That was when she felt someone come up from behind her, knocking the bat out of her grip so hard that it clattered noisily to the floor. The intruder gave it a hard kick, which sent it well into the hall, out of either of their reaches. Hers certainly, since his decisive blow just above her wrists had left her hands useless as they tingled numbly Then he reached around her waist to slam her back against a devastatingly solid male body, his other arm coming up to press the point of a knife to her throat, just under her jaw.

"How many others?" came the clipped question.

"O-others?"

She could feel the unmistakable sting of the tip of the cold blade slipping into her skin, just slightly.

She hadn't been trying to play dumb, but she was finding that, with her life threatened as it was, thinking was the last thing she was capable of in that moment.

"Just me! Just me!" she whispered urgently.

But the knife remained where it was.

"Are you lying to me?"

"No! I live alone."

"How close is your nearest neighbor?"

Should she lie and say just down the road? No, she didn't think that was a good idea – she'd surely lose track of what she'd said to him and trip herself up.

"M-miles. About two miles."

"Are there any guns in the house?"

"No," she lied.

"Good." He could feel her small body trembling against his, could feel the fear that he knew was pouring through every nerve in her body, and as much as he hated inciting it in her – in any woman – he knew he could use it to get what he needed and get out. "Don't try to be a hero. Don't do anything stupid. As long as you do as you're told and don't give me any trouble, all I need from you is to patch me up, give me some aspirin and let me use your phone, then I'll get out of your hair."

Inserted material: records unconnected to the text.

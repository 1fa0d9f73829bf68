//! RULEX Parser - path tokenizer and condition document parser
//!
//! This crate turns text into the structures the compiler consumes:
//! - Paths (`Orders.Latest(3).Total`) into ordered, classified segments
//! - JSON / YAML documents into condition trees

pub mod document;
pub mod error;
pub mod path;

// Re-export main parser types
pub use document::{DocumentFormat, RuleDocument};
pub use error::{ParseError, Result};
pub use path::{tokenize, IndexKey, Segment};
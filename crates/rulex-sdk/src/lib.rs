//! RULEX SDK
//!
//! High-level API for loading condition rules and evaluating them against
//! registered host types.

pub mod builder;
pub mod config;
pub mod engine;
pub mod error;

// Re-export main types
pub use builder::RuleEngineBuilder;
pub use config::EngineConfig;
pub use engine::RuleEngine;
pub use error::{Result, SdkError};

// Re-export commonly used types from dependencies
pub use rulex_compiler::{
    CompilerOptions, DynPredicate, FunctionBuilder, Predicate, TypeRegistry, ValueExtractor,
};
pub use rulex_core::condition::{ConditionTree, LeafCondition};
pub use rulex_core::{EnumType, Operator, Value, ValueType};
pub use rulex_runtime::RuntimeError;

The snort came out of her mouth without her thinking about it, as did her comment. "Says the man with a knife to my throat."

She didn't know where the gumption came from to say that, but she sincerely wished it would go the fuck away.

The silence that fell after her little verbal tantrum was horrible. She didn't know if he was just going to slit her throat, right then and there, for being so snarky, or if he was going to take his fists to her...or worse.

Her mind went into overdrive, and she began to go through every little tidbit of information every woman read about how to survive a situation like this.

One tenet came to mind, humanize yourself. Tell your assailant everything you could about you personally – mention kids, husbands, dogs, family, everyone. It was harder to kill someone you knew than a stranger. She had doubts about how the statistics would bear out on that, since she thought she'd also read that most women were killed by men they knew, but she figured it couldn't hurt.

The problem was that she didn't have a husband or a lover, or a kid or even a dog.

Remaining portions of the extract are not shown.